Exercise aim:
Output only the span of lines that begins at the line containing "impl CliDeserialize for MatrixArgs" and ends at the last line of the data, both included, exactly as they appear.

[Collected data entries]
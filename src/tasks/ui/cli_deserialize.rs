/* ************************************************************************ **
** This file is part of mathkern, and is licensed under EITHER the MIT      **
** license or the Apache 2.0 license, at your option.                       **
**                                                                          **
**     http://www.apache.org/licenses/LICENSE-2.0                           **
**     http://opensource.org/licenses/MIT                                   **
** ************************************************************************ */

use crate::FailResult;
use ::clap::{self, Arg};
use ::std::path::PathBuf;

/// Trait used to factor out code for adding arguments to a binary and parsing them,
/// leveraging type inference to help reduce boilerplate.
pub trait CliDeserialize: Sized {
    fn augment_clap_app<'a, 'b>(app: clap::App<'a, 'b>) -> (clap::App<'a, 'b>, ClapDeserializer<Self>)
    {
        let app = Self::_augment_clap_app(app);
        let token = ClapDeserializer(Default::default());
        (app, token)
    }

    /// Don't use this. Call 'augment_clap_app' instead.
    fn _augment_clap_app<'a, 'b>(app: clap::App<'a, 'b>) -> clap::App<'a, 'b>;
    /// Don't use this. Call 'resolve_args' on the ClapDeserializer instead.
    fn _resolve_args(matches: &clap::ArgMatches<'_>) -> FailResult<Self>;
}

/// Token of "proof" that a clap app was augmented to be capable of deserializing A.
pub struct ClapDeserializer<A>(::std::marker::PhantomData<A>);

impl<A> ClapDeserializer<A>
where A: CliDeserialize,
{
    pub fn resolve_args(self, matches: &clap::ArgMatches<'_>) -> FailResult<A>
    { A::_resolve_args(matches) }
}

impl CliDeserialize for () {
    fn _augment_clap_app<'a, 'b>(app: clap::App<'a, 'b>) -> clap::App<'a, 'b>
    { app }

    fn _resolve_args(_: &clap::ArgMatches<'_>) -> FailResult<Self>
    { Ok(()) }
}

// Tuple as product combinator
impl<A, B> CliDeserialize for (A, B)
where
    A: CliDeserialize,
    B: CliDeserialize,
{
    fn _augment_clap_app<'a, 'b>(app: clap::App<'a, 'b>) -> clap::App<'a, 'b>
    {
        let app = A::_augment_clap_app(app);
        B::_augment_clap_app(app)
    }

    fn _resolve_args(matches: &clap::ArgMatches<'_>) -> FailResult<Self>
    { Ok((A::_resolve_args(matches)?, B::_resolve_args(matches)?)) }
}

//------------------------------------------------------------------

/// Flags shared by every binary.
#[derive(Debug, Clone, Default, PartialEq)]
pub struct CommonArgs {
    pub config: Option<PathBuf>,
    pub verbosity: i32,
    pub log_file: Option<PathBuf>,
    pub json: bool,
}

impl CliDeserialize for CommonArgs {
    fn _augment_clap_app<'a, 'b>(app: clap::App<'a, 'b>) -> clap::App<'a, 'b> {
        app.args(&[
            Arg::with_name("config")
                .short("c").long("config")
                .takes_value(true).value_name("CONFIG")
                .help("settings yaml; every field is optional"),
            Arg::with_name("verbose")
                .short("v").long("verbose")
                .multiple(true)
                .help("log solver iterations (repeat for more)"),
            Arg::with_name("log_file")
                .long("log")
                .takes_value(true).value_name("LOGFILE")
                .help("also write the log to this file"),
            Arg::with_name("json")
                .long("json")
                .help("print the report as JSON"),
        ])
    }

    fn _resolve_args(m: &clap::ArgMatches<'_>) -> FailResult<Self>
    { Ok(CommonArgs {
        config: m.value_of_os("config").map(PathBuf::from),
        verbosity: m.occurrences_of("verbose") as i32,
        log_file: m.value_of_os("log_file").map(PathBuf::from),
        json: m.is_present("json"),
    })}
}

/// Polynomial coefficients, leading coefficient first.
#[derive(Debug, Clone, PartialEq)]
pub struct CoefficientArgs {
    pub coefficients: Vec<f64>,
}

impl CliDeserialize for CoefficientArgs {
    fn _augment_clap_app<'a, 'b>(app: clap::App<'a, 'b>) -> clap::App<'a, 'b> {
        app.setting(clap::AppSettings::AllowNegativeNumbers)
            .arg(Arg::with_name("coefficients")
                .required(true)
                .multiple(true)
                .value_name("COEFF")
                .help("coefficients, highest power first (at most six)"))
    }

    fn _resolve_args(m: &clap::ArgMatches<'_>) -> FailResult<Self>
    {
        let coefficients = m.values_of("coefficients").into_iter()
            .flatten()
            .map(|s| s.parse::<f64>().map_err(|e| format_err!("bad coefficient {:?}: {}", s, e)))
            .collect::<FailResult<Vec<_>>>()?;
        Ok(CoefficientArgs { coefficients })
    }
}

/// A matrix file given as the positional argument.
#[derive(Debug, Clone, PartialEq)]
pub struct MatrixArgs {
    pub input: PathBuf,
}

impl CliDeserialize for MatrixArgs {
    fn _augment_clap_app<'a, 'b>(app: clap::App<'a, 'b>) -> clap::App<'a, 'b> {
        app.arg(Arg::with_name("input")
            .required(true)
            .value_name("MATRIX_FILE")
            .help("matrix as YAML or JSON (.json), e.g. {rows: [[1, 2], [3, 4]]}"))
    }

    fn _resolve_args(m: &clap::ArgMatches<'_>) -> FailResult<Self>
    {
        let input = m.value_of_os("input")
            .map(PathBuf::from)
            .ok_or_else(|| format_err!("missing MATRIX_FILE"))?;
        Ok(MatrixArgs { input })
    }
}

Solution:
impl CliDeserialize for MatrixArgs {
    fn _augment_clap_app<'a, 'b>(app: clap::App<'a, 'b>) -> clap::App<'a, 'b> {
        app.arg(Arg::with_name("input")
            .required(true)
            .value_name("MATRIX_FILE")
            .help("matrix as YAML or JSON (.json), e.g. {rows: [[1, 2], [3, 4]]}"))
    }

    fn _resolve_args(m: &clap::ArgMatches<'_>) -> FailResult<Self>
    {
        let input = m.value_of_os("input")
            .map(PathBuf::from)
            .ok_or_else(|| format_err!("missing MATRIX_FILE"))?;
        Ok(MatrixArgs { input })
    }
}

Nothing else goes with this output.